A Aliança Energia recebeu um investimento estrangeiro após a aprovação do Cade. O ingresso é indireto e ocorre por meio da Cang Yuan Investment, controlada pelo Silk Road Fund, fundo ligado ao governo chinês. A operação envolve a entrada no setor brasileiro de energia, sem transferência de controle.
O Cade autorizou a entrada da Cang Yuan por meio do veículo de investimento GIP Horizon Co-Invest. Não foram divulgados o percentual adquirido nem o valor total da transação.
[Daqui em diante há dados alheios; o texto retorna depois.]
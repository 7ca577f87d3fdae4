pub const SECONDS_PER_DAY: u64 = 86_400;

/// Decimals of the native currency on every supported EVM chain
pub const NATIVE_DECIMALS: u32 = 18;

pub const DEFAULT_LOOKBACK_DAYS: f64 = 1.0;
pub const DEFAULT_MAX_BLOCKS: u64 = 1_000;
pub const DEFAULT_BATCH_SIZE: usize = 10;
pub const DEFAULT_INTER_BATCH_DELAY_MS: u64 = 200;
pub const DEFAULT_REQUEST_TIMEOUT_SECS: u64 = 15;

/// Gas utilization is computed in basis points before the final float conversion
pub const UTILIZATION_SCALE: u64 = 10_000;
O movimento integra a estratégia do Silk Road Fund de ampliar atuação em infraestrutura.
Entrada ocorre por meio de fundo ligado à China
Conforme os autos, a operação estruturar-se-á pela GIP Horizon Co-Invest, responsável por viabilizar a entrada do novo acionista. Ainda não há informações sobre o montante envolvido.
O objetivo do grupo chinês é ampliar investimentos em energia e infraestrutura no Brasil, alinhado à iniciativa Belt and Road. A Aliança Energia vê potencial para acelerar crescimento e ampliar atuação, especialmente em renováveis.
Perfil dos investidores e da empresa
A Cang Yuan Investment Co. é subsidiária integral do Silk Road Fund, criado em 2014 e vinculado ao governo chinês. O fundo financia projetos ligados à Belt and Road em diversas regiões, incluindo infraestrutura e energia.
A Aliança Energia atua na geração e venda de energia, com sete hidrelétricas, três parques eólicos e um parque solar no Brasil. O controle atual recai sobre veículos de investimento associados ao GIP Horizon, com participação da Global Infrastructure Partners desde 2025.
Aprovações e próximos passos
A operação não depende de outras aprovações regulatórias no Brasil ou no exterior, segundo o Cade. A análise fica restrita à avaliação concorrencial do órgão brasileiro. O desfecho dependerá de cumprimento de requisitos setoriais e regulatoriedade local.